Aucun texte ne le prévoit expressément mais la Cour européenne des droits de l’homme (CEDH) estime que le débat démocratique exige une plus large liberté d’expression au sein des assemblées délibérantes. Les décideurs publics s’exposent en effet à un contrôle attentif de leurs faits et gestes et doivent montrer une plus grande tolérance aux critiques, mêmes virulentes, dont ils peuvent être l’objet. La CEDH juge ainsi contraire à la liberté d’expression la condamnation pour diffamation d’un élu d’opposition qui, à l’occasion d’un conseil municipal, a porté des accusations de corruption contre un adjoint.

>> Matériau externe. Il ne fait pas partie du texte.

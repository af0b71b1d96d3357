use loam_persist::{
    EngineOptions, EventStore, FileSnapshotStore, JsonlEventStore, LogEngine, LogError,
    MemoryEventStore, MemorySnapshotStore, SnapshotStore,
};
use serde::{Deserialize, Serialize};
use std::panic::{AssertUnwindSafe, catch_unwind};
use std::path::Path;

use crate::events::DomainEvent;
use crate::world::{WorldState, reduce};

/// Called with exactly the events of each successful append.
pub type Observer = Box<dyn Fn(&[DomainEvent]) + Send + Sync>;

#[derive(Debug, Clone, PartialEq, Eq, Serialize, Deserialize)]
#[serde(default)]
pub struct WorldLogOptions {
    pub stream: String,
    pub snapshot_every: Option<u64>,
    pub page_size: usize,
    /// Attach the snapshot store. When off, every replay folds from the
    /// first event and nothing is loaded or saved.
    pub use_snapshots: bool,
}

impl Default for WorldLogOptions {
    fn default() -> Self {
        Self {
            stream: "loam".to_string(),
            snapshot_every: Some(1000),
            page_size: 1000,
            use_snapshots: true,
        }
    }
}

impl WorldLogOptions {
    pub fn engine_options(&self) -> EngineOptions {
        EngineOptions {
            snapshot_every: self.snapshot_every,
            page_size: self.page_size,
        }
    }
}

/// One world's stream plus a cached fold of it.
///
/// The cache only advances after the store accepted an append, so a failed
/// append or a misbehaving observer leaves it as it was.
pub struct WorldLog {
    engine: LogEngine<WorldState, DomainEvent>,
    stream: String,
    state: WorldState,
    last_seq: u64,
    observers: Vec<Observer>,
}

impl WorldLog {
    pub fn new(engine: LogEngine<WorldState, DomainEvent>, stream: impl Into<String>) -> Self {
        Self {
            engine,
            stream: stream.into(),
            state: WorldState::default(),
            last_seq: 0,
            observers: Vec::new(),
        }
    }

    /// A log over the given stores. Call [`WorldLog::replay`] before use when
    /// the stores may already hold events.
    pub fn with_stores(
        events: impl EventStore<DomainEvent> + 'static,
        snapshots: impl SnapshotStore<WorldState> + 'static,
        options: WorldLogOptions,
    ) -> Self {
        let engine = LogEngine::new(events, reduce, WorldState::default)
            .with_options(options.engine_options());
        let engine = if options.use_snapshots {
            engine.with_snapshots(snapshots)
        } else {
            engine
        };
        Self::new(engine, options.stream)
    }

    pub fn in_memory(options: WorldLogOptions) -> Self {
        Self::with_stores(MemoryEventStore::new(), MemorySnapshotStore::new(), options)
    }

    /// File-backed log rooted at `dir`, replayed and ready.
    pub fn open(dir: impl AsRef<Path>, options: WorldLogOptions) -> Result<Self, LogError> {
        let dir = dir.as_ref();
        let events = JsonlEventStore::open(dir)?;
        let snapshots = FileSnapshotStore::open(dir)?;
        let mut log = Self::with_stores(events, snapshots, options);
        log.replay()?;
        Ok(log)
    }

    pub fn stream(&self) -> &str {
        &self.stream
    }

    pub fn state(&self) -> &WorldState {
        &self.state
    }

    pub fn last_seq(&self) -> u64 {
        self.last_seq
    }

    pub fn add_observer(&mut self, observer: impl Fn(&[DomainEvent]) + Send + Sync + 'static) {
        self.observers.push(Box::new(observer));
    }

    /// Rebuild the cache from the stores.
    pub fn replay(&mut self) -> Result<&WorldState, LogError> {
        let replayed = self.engine.replay(&self.stream)?;
        self.state = replayed.state;
        self.last_seq = replayed.last_seq;
        tracing::info!(stream = %self.stream, last_seq = self.last_seq, "world replayed");
        Ok(&self.state)
    }

    /// Append events and notify observers. Returns the events as stored,
    /// sequence-stamped. An empty batch touches nothing.
    pub fn append(&mut self, events: Vec<DomainEvent>) -> Result<Vec<DomainEvent>, LogError> {
        if events.is_empty() {
            return Ok(Vec::new());
        }
        let committed = self.engine.apply(&self.stream, &events)?;
        self.state = committed.state;
        self.last_seq = committed.last_seq;
        tracing::debug!(
            stream = %self.stream,
            count = committed.events.len(),
            last_seq = self.last_seq,
            "world events appended"
        );

        for (idx, observer) in self.observers.iter().enumerate() {
            let outcome = catch_unwind(AssertUnwindSafe(|| observer(&committed.events)));
            if outcome.is_err() {
                tracing::warn!(stream = %self.stream, observer = idx, "observer panicked");
            }
        }
        Ok(committed.events)
    }
}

Cour Européenne des Droits de l’Homme, 12 avril 2012, no 54216/09


Contentieux et procédures

 Le président d’une intercommunalité peut-il se constituer partie civile au nom de l’EPCI du chef de diffamation sans délibération préalable du conseil communautaire ?

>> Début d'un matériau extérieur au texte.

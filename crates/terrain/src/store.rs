use loam_common::{BlockChange, Material, SolidMaterial, TileCoord, TileX};
use std::collections::BTreeMap;

use crate::settle::{RemovalComputation, SettleRules, column_from_sampler, compute_removal};
use crate::terrain::{LayeredTerrain, TerrainGenerator};

/// Generated terrain plus the tiles players have changed.
///
/// Only tiles that differ from the generator are stored; writing a tile back
/// to its generated value drops the override.
#[derive(Debug, Clone)]
pub struct WorldStore<G = LayeredTerrain> {
    terrain: G,
    rules: SettleRules,
    overrides: BTreeMap<TileCoord, Material>,
}

impl Default for WorldStore {
    fn default() -> Self {
        Self::new(LayeredTerrain::default())
    }
}

impl<G: TerrainGenerator> WorldStore<G> {
    pub fn new(terrain: G) -> Self {
        Self::with_rules(terrain, SettleRules::default())
    }

    pub fn with_rules(terrain: G, rules: SettleRules) -> Self {
        Self {
            terrain,
            rules,
            overrides: BTreeMap::new(),
        }
    }

    pub fn terrain(&self) -> &G {
        &self.terrain
    }

    pub fn rules(&self) -> &SettleRules {
        &self.rules
    }

    /// Generated material, ignoring overrides.
    pub fn base_material(&self, coord: TileCoord) -> Material {
        self.terrain
            .material_at(coord.x().get(), coord.y().get() as i32)
    }

    pub fn actual_material(&self, coord: TileCoord) -> Material {
        self.overrides
            .get(&coord)
            .copied()
            .unwrap_or_else(|| self.base_material(coord))
    }

    pub fn set_material(&mut self, coord: TileCoord, material: Material) {
        if material == self.base_material(coord) {
            self.overrides.remove(&coord);
        } else {
            self.overrides.insert(coord, material);
        }
    }

    /// Current materials of column `x`, row 0 first.
    pub fn column(&self, x: TileX) -> Vec<Material> {
        let overrides = &self.overrides;
        column_from_sampler(|y| {
            let coord = TileCoord::new(x.get() as i64, y as i64).ok();
            coord
                .and_then(|c| overrides.get(&c).copied())
                .unwrap_or_else(|| self.terrain.material_at(x.get(), y))
        })
    }

    /// What removing `coord` would do, without doing it.
    pub fn compute_removal(&self, coord: TileCoord) -> Option<RemovalComputation> {
        compute_removal(&self.column(coord.x()), coord.x(), coord.y(), &self.rules)
    }

    /// Remove `coord` and settle its column. `None` if the tile is empty.
    pub fn remove_block(&mut self, coord: TileCoord) -> Option<RemovalComputation> {
        let result = self.compute_removal(coord)?;
        self.apply_descriptors(&result.descriptors);
        tracing::debug!(
            %coord,
            removed = %result.removed,
            changes = result.descriptors.len(),
            "block removed"
        );
        Some(result)
    }

    /// A placement descriptor if `coord` is empty.
    pub fn prepare_placement(
        &self,
        coord: TileCoord,
        material: SolidMaterial,
    ) -> Option<BlockChange> {
        self.actual_material(coord)
            .is_air()
            .then(|| BlockChange::placement(coord, material))
    }

    pub fn place_block(&mut self, coord: TileCoord, material: SolidMaterial) -> Option<BlockChange> {
        let change = self.prepare_placement(coord, material)?;
        self.apply_descriptors(&[change]);
        Some(change)
    }

    /// Commit descriptors in order.
    pub fn apply_descriptors(&mut self, changes: &[BlockChange]) {
        for change in changes {
            self.set_material(change.coord(), change.material());
        }
    }

    /// Rebuild edits from a recorded history of struck and placed tiles.
    ///
    /// Removals are re-run through the cascade so settled material ends up
    /// where it did live; entries that are no longer legal are skipped.
    pub fn replay_history(&mut self, history: &[BlockChange]) {
        let mut skipped = 0usize;
        for change in history {
            let applied = match SolidMaterial::try_from(change.material()) {
                Err(_) => self.remove_block(change.coord()).is_some(),
                Ok(solid) => self.place_block(change.coord(), solid).is_some(),
            };
            if !applied {
                skipped += 1;
            }
        }
        if skipped > 0 {
            tracing::warn!(skipped, total = history.len(), "history entries did not apply");
        }
    }

    /// Every override as a descriptor, ordered by coordinate.
    pub fn snapshot_descriptors(&self) -> Vec<BlockChange> {
        self.overrides
            .iter()
            .map(|(coord, material)| match SolidMaterial::try_from(*material) {
                Ok(solid) => BlockChange::placement(*coord, solid),
                Err(_) => BlockChange::removal(*coord),
            })
            .collect()
    }

    pub fn override_count(&self) -> usize {
        self.overrides.len()
    }
}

Non : aux termes de l’article 48, premier alinéa, de la loi du 29 juillet 1881, en matière de diffamation envers un corps constitué, la poursuite ne peut avoir lieu que sur une délibération prise en assemblée générale et requérant les poursuites. Ainsi la plainte assortie de constitution de partie civile déposée par le président d’une communauté d’agglomération, au nom de la personne morale, doit préalablement avoir été autorisée par une décision du conseil communautaire, sans possibilité de régularisation a posteriori.

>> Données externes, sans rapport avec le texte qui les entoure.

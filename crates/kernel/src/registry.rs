//! Registration specs and the copy-on-write registry that holds them.

use serde::{Deserialize, Serialize};
use std::collections::BTreeMap;
use std::sync::Arc;

#[derive(Debug, Clone, Copy, PartialEq, Eq, Serialize, Deserialize)]
#[serde(rename_all = "lowercase")]
pub enum MaterialCategory {
    Solid,
    Liquid,
    Gas,
}

#[derive(Debug, Clone, Copy, PartialEq, Eq, Serialize, Deserialize)]
#[serde(rename_all = "lowercase")]
pub enum DropKind {
    Item,
    Material,
}

/// What a material yields when removed.
#[derive(Debug, Clone, PartialEq, Eq, Serialize, Deserialize)]
pub struct DropSpec {
    pub kind: DropKind,
    pub id: String,
    pub amount: u32,
}

#[derive(Debug, Clone, PartialEq, Serialize, Deserialize)]
pub struct MaterialSpec {
    /// Dotted id such as `core.loam.material.rock`.
    pub id: String,
    pub display_name: String,
    pub category: MaterialCategory,
    pub hardness: f32,
    #[serde(default, skip_serializing_if = "Option::is_none")]
    pub drop: Option<DropSpec>,
}

#[derive(Debug, Clone, PartialEq, Default, Serialize, Deserialize)]
pub struct ServerKindSpec {
    pub components: BTreeMap<String, serde_json::Value>,
    #[serde(default, skip_serializing_if = "Option::is_none")]
    pub hooks: Option<BTreeMap<String, serde_json::Value>>,
}

#[derive(Debug, Clone, PartialEq, Eq, Default, Serialize, Deserialize)]
pub struct ClientKindSpec {
    /// Renderer asset the client loads for this kind.
    #[serde(default, skip_serializing_if = "Option::is_none")]
    pub renderer: Option<String>,
}

/// An entity kind: server-side components plus optional client hints.
#[derive(Debug, Clone, PartialEq, Default, Serialize, Deserialize)]
pub struct KindSpec {
    pub id: String,
    #[serde(default)]
    pub server: Option<ServerKindSpec>,
    #[serde(default, skip_serializing_if = "Option::is_none")]
    pub client: Option<ClientKindSpec>,
}

#[derive(Debug, Clone, PartialEq, Eq, Serialize, Deserialize)]
pub struct ItemDrop {
    pub id: String,
    pub qty: u32,
}

#[derive(Debug, Clone, PartialEq, Eq, Serialize, Deserialize)]
#[serde(tag = "kind")]
pub enum StrikeOutcome {
    NoOp,
    Error { code: String },
    Removed { drops: Vec<ItemDrop> },
}

/// What happens when `tool` strikes `material`.
#[derive(Debug, Clone, PartialEq, Eq, Serialize, Deserialize)]
pub struct StrikeRule {
    pub tool: String,
    pub material: String,
    pub outcome: StrikeOutcome,
}

/// Immutable view of everything registered so far.
///
/// Each map sits behind its own `Arc`. Adding an entry copies only the map it
/// touches; holders of an older `Registry` keep seeing the old maps.
#[derive(Debug, Clone, Default)]
pub struct Registry {
    materials: Arc<BTreeMap<String, MaterialSpec>>,
    kinds: Arc<BTreeMap<String, KindSpec>>,
    strike_rules: Arc<BTreeMap<String, BTreeMap<String, StrikeRule>>>,
}

impl Registry {
    pub fn new() -> Self {
        Self::default()
    }

    pub fn materials(&self) -> &BTreeMap<String, MaterialSpec> {
        &self.materials
    }

    pub fn kinds(&self) -> &BTreeMap<String, KindSpec> {
        &self.kinds
    }

    /// Strike rules keyed by tool, then material.
    pub fn strike_rules(&self) -> &BTreeMap<String, BTreeMap<String, StrikeRule>> {
        &self.strike_rules
    }

    pub fn material(&self, id: &str) -> Option<&MaterialSpec> {
        self.materials.get(id)
    }

    pub fn kind(&self, id: &str) -> Option<&KindSpec> {
        self.kinds.get(id)
    }

    pub fn strike_rule(&self, tool: &str, material: &str) -> Option<&StrikeRule> {
        self.strike_rules.get(tool)?.get(material)
    }

    pub(crate) fn with_material(&self, spec: MaterialSpec) -> Self {
        let mut materials = (*self.materials).clone();
        materials.insert(spec.id.clone(), spec);
        Self {
            materials: Arc::new(materials),
            ..self.clone()
        }
    }

    pub(crate) fn with_kind(&self, spec: KindSpec) -> Self {
        let mut kinds = (*self.kinds).clone();
        kinds.insert(spec.id.clone(), spec);
        Self {
            kinds: Arc::new(kinds),
            ..self.clone()
        }
    }

    pub(crate) fn with_strike_rule(&self, rule: StrikeRule) -> Self {
        let mut rules = (*self.strike_rules).clone();
        rules
            .entry(rule.tool.clone())
            .or_default()
            .insert(rule.material.clone(), rule);
        Self {
            strike_rules: Arc::new(rules),
            ..self.clone()
        }
    }
}

#[cfg(test)]
mod tests {
    use super::*;

    fn rock() -> MaterialSpec {
        MaterialSpec {
            id: "core.loam.material.rock".into(),
            display_name: "Stone".into(),
            category: MaterialCategory::Solid,
            hardness: 3.0,
            drop: None,
        }
    }

    #[test]
    fn adding_leaves_previous_version_untouched() {
        let v1 = Registry::new();
        let v2 = v1.with_material(rock());
        assert!(v1.material("core.loam.material.rock").is_none());
        assert!(v2.material("core.loam.material.rock").is_some());
    }

    #[test]
    fn untouched_maps_are_shared() {
        let v1 = Registry::new().with_kind(KindSpec {
            id: "core.loam.player".into(),
            ..KindSpec::default()
        });
        let v2 = v1.with_material(rock());
        assert!(Arc::ptr_eq(&v1.kinds, &v2.kinds));
        assert!(!Arc::ptr_eq(&v1.materials, &v2.materials));
    }

    #[test]
    fn strike_rules_nest_by_tool() {
        let reg = Registry::new().with_strike_rule(StrikeRule {
            tool: "pickaxe".into(),
            material: "core.loam.material.rock".into(),
            outcome: StrikeOutcome::NoOp,
        });
        assert!(reg.strike_rule("pickaxe", "core.loam.material.rock").is_some());
        assert!(reg.strike_rule("shovel", "core.loam.material.rock").is_none());
    }

    #[test]
    fn strike_outcome_wire_shape() {
        let json = serde_json::to_value(StrikeOutcome::Removed {
            drops: vec![ItemDrop {
                id: "x.y".into(),
                qty: 1,
            }],
        })
        .unwrap();
        assert_eq!(json["kind"], "Removed");
        assert_eq!(json["drops"][0]["qty"], 1);
    }
}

Cour de cassation, chambre criminelle, 11 avril 2012, N° 11-86331


Hygiène et sécurité au travail

 Un maire peut-il être déclaré responsable de l’accident survenu à un apprenti qui s’est blessé en utilisant un motoculteur non conforme bien que l’élu n’ait pas été personnellement informé de la défectuosité du matériel ?

Oui s’il n’ a pas délégué ses pouvoirs en matière d’hygiène et de sécurité à une personne dotée de l’autorité, des compétences et des moyens nécessaires à l’exercice de ses missions. En sa qualité de « chef d’établissement » il appartient en effet au maire de s’assurer de la santé et de la sécurité au travail de ses préposés, y compris des apprentis qui effectuent un stage dans la commune. Peu importe que l’attention du maire n’ait pas été attirée sur la défectuosité du matériel à l’origine de l’accident. L’élu ne saurait pas plus invoquer sa méconnaissance des textes pour tenter de s’exonérer : à défaut d’avoir lui-même les compétences techniques, ou d’être entouré de subordonnés maîtrisant cette compétence, il lui appartient de confier le contrôle du matériel, comme cela a d’ailleurs été fait après l’accident, à un prestataire extérieur.

Tribunal correctionnel de Poitiers, 12 avril 2012, n° 604/12


Marchés publics et contrats

 La qualité de candidat évincé est-elle réservée aux entreprises qui ont présenté une offre ?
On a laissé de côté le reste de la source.